[WHAT THIS TASK INVOLVES]: Reproduce word for word the lines between those holding "pub fn world()" and "(self.west() + self.east() +", inclusive, and nothing else from the data below.
===== INFORMATION SUPPLIED =====
//! Raster tile decoding.

use image::RgbaImage;

use super::decoder::{TileDecoder, TileKind};
use super::error::DecodeError;

/// Decodes PNG/JPEG payloads into RGBA pixels.
#[derive(Debug, Clone, Copy, Default)]
pub struct RasterDecoder;

/// A decoded raster tile.
#[derive(Debug, Clone, PartialEq)]
pub struct RasterTile {
    image: RgbaImage,
}

impl RasterTile {
    pub fn width(&self) -> u32 {
        self.image.width()
    }

    pub fn height(&self) -> u32 {
        self.image.height()
    }

    /// `(width, height)` in pixels.
    pub fn size(&self) -> (u32, u32) {
        self.image.dimensions()
    }

    pub fn image(&self) -> &RgbaImage {
        &self.image
    }

    pub fn into_image(self) -> RgbaImage {
        self.image
    }
}

impl TileDecoder for RasterDecoder {
    type Content = RasterTile;

    fn kind(&self) -> TileKind {
        TileKind::Raster
    }

    fn decode(&self, data: &[u8]) -> Result<RasterTile, DecodeError> {
        if data.is_empty() {
            return Err(DecodeError::new("empty raster payload"));
        }
        let image = image::load_from_memory(data)
            .map_err(|e| DecodeError::new(format!("invalid raster data: {}", e)))?;
        Ok(RasterTile {
            image: image.to_rgba8(),
        })
    }
}
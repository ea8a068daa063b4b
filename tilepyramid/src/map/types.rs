//! Map policy and statistics types.

use std::fmt;

/// What happens to tiles that leave the view.
///
/// Pending tiles are always cancelled when superseded. The policy only
/// decides whether *loaded* tiles are kept around for a later view that
/// needs them again.
#[derive(Debug, Clone, Copy, PartialEq, Eq, Default)]
pub enum EvictionPolicy {
    /// Drop superseded tiles immediately.
    #[default]
    Discard,
    /// Keep up to `capacity` loaded tiles in a least-recently-used cache and
    /// restore them without refetching. A capacity of zero behaves like
    /// [`EvictionPolicy::Discard`].
    RetainLoaded { capacity: usize },
}

impl EvictionPolicy {
    /// Retention policy from a tile count, zero meaning discard.
    pub fn from_capacity(capacity: usize) -> Self {
        if capacity == 0 {
            EvictionPolicy::Discard
        } else {
            EvictionPolicy::RetainLoaded { capacity }
        }
    }
}

/// Running counters for a [`TileMap`](super::TileMap).
#[derive(Debug, Clone, Copy, Default, PartialEq, Eq)]
pub struct MapStats {
    /// Requests issued to the provider.
    pub requested: u64,
    /// Completions accepted, successful or not.
    pub completed: u64,
    /// Accepted completions that carried an error.
    pub failed: u64,
    /// Pending requests abandoned because their tile left the view.
    pub cancelled: u64,
    /// Tiles brought back from retention instead of refetched.
    pub restored: u64,
    /// View changes that altered the held tile set.
    pub generations: u64,
}

impl MapStats {
    /// Accepted completions without an error.
    pub fn succeeded(&self) -> u64 {
        self.completed - self.failed
    }
}

impl fmt::Display for MapStats {
    fn fmt(&self, f: &mut fmt::Formatter<'_>) -> fmt::Result {
        write!(
            f,
            "{} requested, {} completed ({} failed), {} cancelled, {} restored",
            self.requested, self.completed, self.failed, self.cancelled, self.restored
        )
    }
}
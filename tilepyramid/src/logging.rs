//! Logging setup.
//!
//! Console output always goes to stderr so it never mixes with command
//! output on stdout. [`init_logging`] adds a plain-text log file, truncated
//! at startup. Filtering follows `RUST_LOG` and defaults to `info`.

use std::fs;
use std::io;
use std::path::{Path, PathBuf};

use tracing_appender::non_blocking::WorkerGuard;
use tracing_subscriber::layer::SubscriberExt;
use tracing_subscriber::util::SubscriberInitExt;
use tracing_subscriber::EnvFilter;

/// Default directory for log files.
pub const DEFAULT_LOG_DIR: &str = "logs";

/// Default log file name.
pub const DEFAULT_LOG_FILE: &str = "tilepyramid.log";

/// Keeps the file writer alive. Dropping it flushes and closes the log.
pub struct LoggingGuard {
    _file_guard: WorkerGuard,
}

/// Log to stderr and to `log_dir/log_file`.
///
/// # Errors
///
/// Fails if the directory cannot be created or the file cannot be
/// truncated. Installing the subscriber twice is also reported as an error.
pub fn init_logging(log_dir: &Path, log_file: &str) -> Result<LoggingGuard, io::Error> {
    prepare_log_file(log_dir, log_file)?;

    let appender = tracing_appender::rolling::never(log_dir, log_file);
    let (writer, file_guard) = tracing_appender::non_blocking(appender);

    let file_layer = tracing_subscriber::fmt::layer()
        .with_writer(writer)
        .with_ansi(false)
        .with_target(true);
    let console_layer = tracing_subscriber::fmt::layer()
        .with_writer(io::stderr)
        .with_target(false)
        .compact();

    tracing_subscriber::registry()
        .with(env_filter())
        .with(file_layer)
        .with(console_layer)
        .try_init()
        .map_err(|e| io::Error::new(io::ErrorKind::Other, e.to_string()))?;

    Ok(LoggingGuard {
        _file_guard: file_guard,
    })
}

/// Log to stderr only.
///
/// Returns false if a global subscriber was already installed.
pub fn init_console_logging() -> bool {
    tracing_subscriber::registry()
        .with(env_filter())
        .with(
            tracing_subscriber::fmt::layer()
                .with_writer(io::stderr)
                .with_target(false)
                .compact(),
        )
        .try_init()
        .is_ok()
}

fn env_filter() -> EnvFilter {
    EnvFilter::try_from_default_env().unwrap_or_else(|_| EnvFilter::new("info"))
}

/// Create the log directory and start the log file empty.
fn prepare_log_file(log_dir: &Path, log_file: &str) -> io::Result<PathBuf> {
    fs::create_dir_all(log_dir)?;
    let path = log_dir.join(log_file);
    fs::write(&path, "")?;
    Ok(path)
}
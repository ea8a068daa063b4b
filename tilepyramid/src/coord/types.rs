//! Coordinate value types and constants.

use std::fmt;

use serde::{Deserialize, Serialize};
use thiserror::Error;

/// Minimum latitude representable in Web Mercator.
pub const MIN_LAT: f64 = -85.05112878;
/// Maximum latitude representable in Web Mercator.
pub const MAX_LAT: f64 = 85.05112878;
/// Minimum longitude.
pub const MIN_LON: f64 = -180.0;
/// Maximum longitude.
pub const MAX_LON: f64 = 180.0;
/// Minimum zoom level.
pub const MIN_ZOOM: u8 = 0;
/// Maximum zoom level supported by the tile grid.
pub const MAX_ZOOM: u8 = 22;

/// Errors from coordinate validation.
#[derive(Debug, Clone, PartialEq, Error)]
pub enum CoordError {
    #[error("Invalid latitude: {0} (must be between -85.05112878 and 85.05112878)")]
    InvalidLatitude(f64),

    #[error("Invalid longitude: {0} (must be between -180 and 180)")]
    InvalidLongitude(f64),

    #[error("Invalid zoom level: {0} (must be at most 22)")]
    InvalidZoom(u8),

    #[error("Tile {col}/{row} is outside the grid at zoom {zoom}")]
    OutOfGrid { zoom: u8, col: u32, row: u32 },
}

/// Canonical address of a tile in the Web Mercator pyramid.
///
/// Columns grow eastward from the antimeridian and rows grow southward from
/// the northern Mercator limit. Ordering is by zoom, then column, then row.
#[derive(Debug, Clone, Copy, PartialEq, Eq, Hash, PartialOrd, Ord, Serialize, Deserialize)]
pub struct TileId {
    zoom: u8,
    col: u32,
    row: u32,
}

impl TileId {
    /// Create a tile id, validating it against the grid at `zoom`.
    ///
    /// # Example
    ///
    /// ```
    /// use tilepyramid::coord::TileId;
    ///
    /// let id = TileId::new(3, 4, 2).unwrap();
    /// assert_eq!(id.to_string(), "3/4/2");
    /// assert!(TileId::new(3, 8, 0).is_err());
    /// ```
    pub fn new(zoom: u8, col: u32, row: u32) -> Result<Self, CoordError> {
        if zoom > MAX_ZOOM {
            return Err(CoordError::InvalidZoom(zoom));
        }
        let side = Self::tiles_per_side(zoom);
        if col >= side || row >= side {
            return Err(CoordError::OutOfGrid { zoom, col, row });
        }
        Ok(Self { zoom, col, row })
    }

    /// Construct without validation. Callers guarantee the grid invariant.
    pub(crate) fn new_unchecked(zoom: u8, col: u32, row: u32) -> Self {
        debug_assert!(zoom <= MAX_ZOOM);
        debug_assert!(col < Self::tiles_per_side(zoom) && row < Self::tiles_per_side(zoom));
        Self { zoom, col, row }
    }

    /// Zoom level.
    pub fn zoom(&self) -> u8 {
        self.zoom
    }

    /// Column (x).
    pub fn col(&self) -> u32 {
        self.col
    }

    /// Row (y).
    pub fn row(&self) -> u32 {
        self.row
    }

    /// Number of tiles along one edge of the grid at `zoom`.
    pub fn tiles_per_side(zoom: u8) -> u32 {
        1u32 << zoom.min(MAX_ZOOM)
    }

    /// The tile one level up that contains this one.
    pub fn parent(&self) -> Option<TileId> {
        if self.zoom == 0 {
            return None;
        }
        Some(Self::new_unchecked(self.zoom - 1, self.col / 2, self.row / 2))
    }

    /// The four tiles one level down, in row-major order.
    pub fn children(&self) -> Option<[TileId; 4]> {
        if self.zoom >= MAX_ZOOM {
            return None;
        }
        let zoom = self.zoom + 1;
        let (col, row) = (self.col * 2, self.row * 2);
        Some([
            Self::new_unchecked(zoom, col, row),
            Self::new_unchecked(zoom, col + 1, row),
            Self::new_unchecked(zoom, col, row + 1),
            Self::new_unchecked(zoom, col + 1, row + 1),
        ])
    }

    /// Bing-style quadkey for this tile. Empty at zoom 0.
    pub fn quadkey(&self) -> String {
        (1..=self.zoom)
            .rev()
            .map(|level| {
                let mask = 1u32 << (level - 1);
                let mut digit = b'0';
                if self.col & mask != 0 {
                    digit += 1;
                }
                if self.row & mask != 0 {
                    digit += 2;
                }
                digit as char
            })
            .collect()
    }
}

impl fmt::Display for TileId {
    fn fmt(&self, f: &mut fmt::Formatter<'_>) -> fmt::Result {
        write!(f, "{}/{}/{}", self.zoom, self.col, self.row)
    }
}

/// A geographic position in degrees.
#[derive(Debug, Clone, Copy, PartialEq, Serialize, Deserialize)]
pub struct GeoCoordinate {
    pub latitude: f64,
    pub longitude: f64,
}

impl GeoCoordinate {
    /// Create a coordinate from latitude and longitude in degrees.
    pub fn new(latitude: f64, longitude: f64) -> Self {
        Self {
            latitude,
            longitude,
        }
    }
}

impl fmt::Display for GeoCoordinate {
    /// Formats as `lon,lat` with five decimals, the order tile URLs and
    /// geocoding endpoints expect.
    fn fmt(&self, f: &mut fmt::Formatter<'_>) -> fmt::Result {
        write!(f, "{:.5},{:.5}", self.longitude, self.latitude)
    }
}

/// A geographic bounding box.
///
/// `south_west.longitude > north_east.longitude` denotes a box that crosses
/// the antimeridian.
#[derive(Debug, Clone, Copy, PartialEq, Serialize, Deserialize)]
pub struct GeoBounds {
    pub south_west: GeoCoordinate,
    pub north_east: GeoCoordinate,
}

impl GeoBounds {
    /// Create bounds from the south-west and north-east corners.
    pub fn new(south_west: GeoCoordinate, north_east: GeoCoordinate) -> Self {
        Self {
            south_west,
            north_east,
        }
    }

    /// Create bounds from south, west, north and east edges.
    pub fn from_edges(south: f64, west: f64, north: f64, east: f64) -> Self {
        Self::new(
            GeoCoordinate::new(south, west),
            GeoCoordinate::new(north, east),
        )
    }

    /// Degenerate bounds around a single point.
    pub fn from_point(point: GeoCoordinate) -> Self {
        Self::new(point, point)
    }

    /// Bounds covering the whole Web Mercator square.
    pub fn world() -> Self {
        Self::from_edges(MIN_LAT, MIN_LON, MAX_LAT, MAX_LON)
    }

    pub fn south(&self) -> f64 {
        self.south_west.latitude
    }

    pub fn west(&self) -> f64 {
        self.south_west.longitude
    }

    pub fn north(&self) -> f64 {
        self.north_east.latitude
    }

    pub fn east(&self) -> f64 {
        self.north_east.longitude
    }

    /// True when the box wraps across the ±180° meridian.
    pub fn crosses_antimeridian(&self) -> bool {
        self.west() > self.east()
    }

    /// Center of the box, honouring antimeridian wrap.
    pub fn center(&self) -> GeoCoordinate {
        let latitude = (self.south() + self.north()) / 2.0;
        let mut longitude = if self.crosses_antimeridian() {
            (self.west() + self.east() + 360.0) / 2.0
        } else {
            (self.west() + self.east()) / 2.0
        };
        if longitude > MAX_LON {
            longitude -= 360.0;
        }
        GeoCoordinate::new(latitude, longitude)
    }
}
=====
[RESULT OF THE TASK]:
    pub fn world() -> Self {
        Self::from_edges(MIN_LAT, MIN_LON, MAX_LAT, MAX_LON)
    }

    pub fn south(&self) -> f64 {
        self.south_west.latitude
    }

    pub fn west(&self) -> f64 {
        self.south_west.longitude
    }

    pub fn north(&self) -> f64 {
        self.north_east.latitude
    }

    pub fn east(&self) -> f64 {
        self.north_east.longitude
    }

    /// True when the box wraps across the ±180° meridian.
    pub fn crosses_antimeridian(&self) -> bool {
        self.west() > self.east()
    }

    /// Center of the box, honouring antimeridian wrap.
    pub fn center(&self) -> GeoCoordinate {
        let latitude = (self.south() + self.north()) / 2.0;
        let mut longitude = if self.crosses_antimeridian() {
            (self.west() + self.east() + 360.0) / 2.0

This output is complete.